The TechBio Idea Maze: to be, or not to be, an AI-native Biotech?
Finding a path to TechBio success through the fog
So you want to start a TechBio company, but where do you start?
One way to approach this is by exploring the idea maze. As discussed in my previous post, the idea maze is a useful decision-making construct, not because it will chart out the entire future of your startup, but because it will help you see the path dependence to certain decisions that (TechBio) startups have made and a comprehensive view of the playing field. Path dependence is particularly pronounced in TechBio and other deep tech areas because it is hard to pivot from some initially chosen paths. In this post I will be going for breadth, not depth, in the coverage of the idea maze.
Do all paths lead to starting a full-stack or AI-native biotech, a biotech company where AI and/or software is central to their operations? Some do, but many do not.
Entering the idea maze
The first question is are you solving for human health problems or other biology problems (sustainability/climate, synbio/chemicals, animal health, plant science, etc.). In this post I’m going to focus on human health problems, though I may save a future post for paths solving for other biology problems.
The next question is are you trying to solve the problems of the people who are either discovering, developing and commercializing drugs (biotechs/pharma), OR who have various medical maladies (patients).
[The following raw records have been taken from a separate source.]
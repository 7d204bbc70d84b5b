//! Sandboxed execution of untrusted snippets of code.
//!
//! The [`CodeExecutor`](struct.CodeExecutor.html) receives an
//! [`ExecutionRequest`](struct.ExecutionRequest.html), prepares a fresh
//! [`Sandbox`](sandbox/struct.Sandbox.html) directory for it and asks a
//! [`SandboxRunner`](trait.SandboxRunner.html) to run the interpreter of the language inside a
//! sandbox provided by [`tabox`](https://crates.io/crates/tabox). The outcome is always an
//! [`ExecutionResult`](struct.ExecutionResult.html), failures included.
//!
//! ## Implementation details
//!
//! The sandbox needs to be created by a single-threaded process, so the actual runner lives in a
//! separate helper executable that receives a [`SandboxJob`](sandbox/struct.SandboxJob.html) and
//! replies with a [`RawSandboxResult`](sandbox/enum.RawSandboxResult.html). The helper is the
//! leader of a new process group: when an execution times out, is cancelled or its future is
//! dropped, the whole group is killed.
//!
//! The number of executions running at the same time is bounded by
//! [`RunnerConfig::max_concurrent`](struct.RunnerConfig.html#structfield.max_concurrent), the
//! exceeding ones wait in a bounded queue and are rejected when it's full.

#![deny(missing_docs)]

#[macro_use]
extern crate log;
#[macro_use(defer)]
extern crate scopeguard;

pub use config::{
    ConfigError, ExecutionLimits, RunnerConfig, DEFAULT_MAX_QUEUED, DEFAULT_MEMORY_LIMIT,
    DEFAULT_OUTPUT_LIMIT, DEFAULT_TIMEOUT, FILE_SIZE_LIMIT,
};
pub use executor::CodeExecutor;
pub use result::{
    CapturedOutput, ExecutionRequest, ExecutionResult, ExecutionStatus, ResourcesUsage,
    CANCELLED_MESSAGE, EMPTY_CODE_MESSAGE, REJECTED_MESSAGE, TIMEOUT_MESSAGE, TRUNCATED_MARKER,
};
pub use sandbox::{RawSandboxResult, SandboxJob};
pub use sandbox_runner::{
    kill_process_group, publish_pid, stop_process_group, ErrorSandboxRunner, SandboxRunner,
    SuccessSandboxRunner, STOPPED_PID,
};
pub use tokio_util::sync::CancellationToken;

mod config;
mod executor;
pub mod find_tools;
mod result;
pub mod sandbox;
mod sandbox_runner;
//! Whole-tree snapshots written with temp-file-then-rename.

use std::ffi::OsString;
use std::fs::{self, File};
use std::io::{BufWriter, Write};
use std::path::{Path, PathBuf};

use tracing::{debug, info, warn};

use crate::error::FsResult;
use crate::tree::Tree;

#[derive(Debug, Clone)]
pub struct SnapshotStore {
    path: PathBuf,
}

impl SnapshotStore {
    pub fn new(path: impl Into<PathBuf>) -> Self {
        Self { path: path.into() }
    }

    pub fn path(&self) -> &Path {
        &self.path
    }

    /// Sibling file the next snapshot is staged in before the rename
    pub fn temp_path(&self) -> PathBuf {
        let mut name = self
            .path
            .file_name()
            .map(OsString::from)
            .unwrap_or_else(|| OsString::from("snapshot"));
        name.push(".tmp");
        self.path.with_file_name(name)
    }

    /// Persist `tree`. The canonical file is only ever replaced by a fully
    /// written and synced temp file.
    pub fn save(&self, tree: &Tree) -> FsResult<()> {
        if let Some(parent) = self.path.parent().filter(|p| !p.as_os_str().is_empty()) {
            fs::create_dir_all(parent)?;
        }

        let tmp = self.temp_path();
        {
            let mut writer = BufWriter::new(File::create(&tmp)?);
            serde_json::to_writer(&mut writer, tree)?;
            writer.flush()?;
            writer.get_ref().sync_all()?;
        }
        fs::rename(&tmp, &self.path)?;

        debug!(path = %self.path.display(), "snapshot saved");
        Ok(())
    }

    /// Load the last snapshot. A missing, unreadable or malformed snapshot
    /// yields `None`.
    pub fn load(&self) -> Option<Tree> {
        if !self.path.exists() {
            info!(path = %self.path.display(), "no snapshot, starting empty");
            return None;
        }

        let bytes = match fs::read(&self.path) {
            Ok(bytes) => bytes,
            Err(e) => {
                warn!(
                    path = %self.path.display(),
                    error = %e,
                    "snapshot unreadable, starting empty"
                );
                return None;
            }
        };

        match serde_json::from_slice::<Tree>(&bytes) {
            Ok(tree) if tree.is_well_formed() => {
                info!(path = %self.path.display(), "snapshot loaded");
                Some(tree)
            }
            Ok(_) => {
                warn!(
                    path = %self.path.display(),
                    "snapshot root is not `/`, starting empty"
                );
                None
            }
            Err(e) => {
                warn!(
                    path = %self.path.display(),
                    error = %e,
                    "snapshot corrupt, starting empty"
                );
                None
            }
        }
    }
}
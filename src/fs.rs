//! The journaled file system: owns the tree, the journal and the snapshot
//! store, wraps every mutation in START -> apply -> COMMIT -> snapshot, and
//! replays pending entries at startup.

use parking_lot::{Mutex, RwLock};
use std::sync::atomic::{AtomicU64, Ordering};
use tracing::{debug, info, warn};

use crate::backend::FsBackend;
use crate::config::FsConfig;
use crate::error::{FsError, FsResult};
use crate::journal::{Journal, JournalEntry};
use crate::ops::{Mode, Operation};
use crate::snapshot::SnapshotStore;
use crate::tree::{Node, Tree};
use crate::types::{DirEntry, Phase};

/// Outcome of a startup replay
#[derive(Debug, Clone, Copy, Default, PartialEq, Eq)]
pub struct RecoveryReport {
    /// Uncommitted `START` entries found
    pub pending: usize,
    /// Entries re-applied without error
    pub replayed: usize,
    /// Entries whose replay failed and was skipped
    pub failed: usize,
}

#[derive(Debug)]
pub struct FileSystem {
    tree: RwLock<Tree>,
    journal: Journal,
    snapshots: SnapshotStore,
    /// Last id handed out
    seq: AtomicU64,
    /// Serializes whole journaled operations, snapshot saves and truncation
    op_lock: Mutex<()>,
}

impl FileSystem {
    /// Load the last snapshot, open the journal, seed the id sequence from
    /// the journal's largest id and replay pending entries.
    pub fn open(config: &FsConfig) -> FsResult<Self> {
        let snapshots = SnapshotStore::new(&config.snapshot_path);
        let tree = snapshots.load().unwrap_or_default();
        let journal = Journal::open(&config.journal_path)?;
        let last_id = journal.max_id()?;

        let fs = Self {
            tree: RwLock::new(tree),
            journal,
            snapshots,
            seq: AtomicU64::new(last_id),
            op_lock: Mutex::new(()),
        };
        fs.recover();
        Ok(fs)
    }

    /// Best-effort replay of every uncommitted `START`, in the order first
    /// written. Each one gets a `COMMIT` whether or not its replay worked,
    /// so it is never retried. Failures are logged, never returned.
    pub fn recover(&self) -> RecoveryReport {
        let _guard = self.op_lock.lock();
        let mut report = RecoveryReport::default();

        let pending = match self.journal.uncommitted_starts() {
            Ok(pending) => pending,
            Err(e) => {
                warn!(error = %e, "cannot read journal for recovery");
                return report;
            }
        };
        if pending.is_empty() {
            info!("journal clean, nothing to recover");
            return report;
        }

        report.pending = pending.len();
        info!(count = pending.len(), "recovering pending journal entries");

        let mut tree = self.tree.write();
        for entry in &pending {
            let replay =
                Operation::from_entry(entry).and_then(|op| op.apply(&mut tree, Mode::Replay));
            match replay {
                Ok(()) => {
                    report.replayed += 1;
                    info!(id = entry.id, op = %entry.operation, params = ?entry.params, "replayed");
                }
                Err(e) => {
                    report.failed += 1;
                    warn!(
                        id = entry.id,
                        op = %entry.operation,
                        error = %e,
                        "replay failed, skipping"
                    );
                }
            }
            if let Err(e) = self.journal.append(&entry.to_commit()) {
                warn!(id = entry.id, error = %e, "cannot commit replayed entry");
            }
        }

        if let Err(e) = self.snapshots.save(&tree) {
            warn!(error = %e, "cannot save snapshot after recovery");
        }
        info!(
            replayed = report.replayed,
            failed = report.failed,
            "recovery complete"
        );
        report
    }

    /// Final save before the process exits
    pub fn shutdown(self) -> FsResult<()> {
        self.persist()
    }

    /// Copy of the current tree
    pub fn tree(&self) -> Tree {
        self.tree.read().clone()
    }

    pub fn journal(&self) -> &Journal {
        &self.journal
    }

    /// Last journal id handed out
    pub fn last_id(&self) -> u64 {
        self.seq.load(Ordering::SeqCst)
    }

    fn journaled(&self, op: Operation) -> FsResult<()> {
        let _guard = self.op_lock.lock();

        let id = self.seq.fetch_add(1, Ordering::SeqCst) + 1;
        let start = JournalEntry::new(id, op.kind(), op.params(), Phase::Start);
        self.journal.append(&start)?;

        // No rollback: a failed apply leaves START pending for the next recovery.
        op.apply(&mut self.tree.write(), Mode::Foreground)
            .inspect_err(|e| debug!(id, op = %op.kind(), error = %e, "apply failed"))?;

        self.journal.append(&start.to_commit())?;
        info!(id, op = %op.kind(), "committed");

        self.save_snapshot()
    }

    fn save_snapshot(&self) -> FsResult<()> {
        let tree = self.tree.read();
        self.snapshots.save(&tree)
    }
}

impl FsBackend for FileSystem {
    fn create_directory(&self, path: &str) -> FsResult<()> {
        self.journaled(Operation::CreateDirectory {
            path: path.to_string(),
        })
    }

    fn remove_directory(&self, path: &str) -> FsResult<()> {
        self.journaled(Operation::RemoveDirectory {
            path: path.to_string(),
        })
    }

    fn create_file(&self, path: &str) -> FsResult<()> {
        self.journaled(Operation::CreateFile {
            path: path.to_string(),
        })
    }

    fn delete_file(&self, path: &str) -> FsResult<()> {
        self.journaled(Operation::DeleteFile {
            path: path.to_string(),
        })
    }

    fn write(&self, path: &str, content: &str) -> FsResult<()> {
        self.journaled(Operation::Write {
            path: path.to_string(),
            content: content.to_string(),
        })
    }

    fn read(&self, path: &str) -> FsResult<String> {
        self.tree
            .read()
            .get(path)
            .and_then(Node::content)
            .map(str::to_string)
            .ok_or_else(|| FsError::NotFound(path.to_string()))
    }

    fn list(&self, path: &str) -> FsResult<Vec<DirEntry>> {
        self.tree.read().list(path)
    }

    fn copy(&self, src: &str, dest: &str) -> FsResult<()> {
        self.journaled(Operation::Copy {
            src: src.to_string(),
            dest: dest.to_string(),
        })
    }

    fn rename(&self, src: &str, dest: &str) -> FsResult<()> {
        self.journaled(Operation::Rename {
            src: src.to_string(),
            dest: dest.to_string(),
        })
    }

    fn journal_entries(&self) -> FsResult<Vec<JournalEntry>> {
        self.journal.entries()
    }

    /// Truncate the journal. The id sequence is not reset.
    fn clear_journal(&self) -> FsResult<()> {
        let _guard = self.op_lock.lock();
        self.journal.clear()?;
        info!("journal cleared");
        Ok(())
    }

    fn persist(&self) -> FsResult<()> {
        let _guard = self.op_lock.lock();
        self.save_snapshot()
    }
}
Let’s say you want to solve the problems of biotechs/pharma, then which branch(es) are you helping with: discovery, development or commercial?
Discovery
Discovery (pre-clinical research) has been the early focus of TechBio, so let’s start there. TechBio companies in Discovery are largely solving for scientist workflows across putting data in the cloud (“data platform”), data analysis tools, computational models, lab automation and workflow enablement among other areas.
Discovery: data in the cloud
TechBio to date has largely focused on helping R&D teams put data in the cloud for better standardization / interoperability of data (“data platform”). Biopharma has largely used standard cloud providers and more specialized ones like Databricks, but also Benchling and Dotmatics (fka Insightful Science), 2 leaders in the biology R&D cloud and SaaS space. Dotmatics was a pioneer in the space in 2005, and Benchling helped to create a new TechBio narrative in 2012.
How big is the opportunity for this stop on the idea maze? Dotmatics has a bit of a lead in revenue traction ($200M+ EoY 2023 for Dotmatics, $210M ARR for Benchling in May 2024), but Benchling leads in overall usage (est. ~400K monthly active users [MAUs] for Benchling, ~300K MAUs for Dotmatics) and likely is growing at a faster rate. While usage is not a perfect proxy to revenue, it is the closest I can get to estimation of value without known revenue of private companies.
Discovery: data analysis
Newer startups like LatchBio (2021), Mantle Bio (2023) and Sphinx Bio (2022) have tried to serve more niche needs like no code data analysis, data/model hosting and more. It is still early, Latch has a minor lead in this niche, however, no amount of hustle 6-days a week in office culture can overcome the local maxima they are stuck in without the tailwinds of product/market fit and growth in industry adoption trends. It is hard to say how big this idea maze niche is, as growth will likely not be exponential and pricing tends to be on a storage and compute (CPU, GPU) basis. These startups are more computational biologist workflow-compatible UI layers on top of cloud compute and storage.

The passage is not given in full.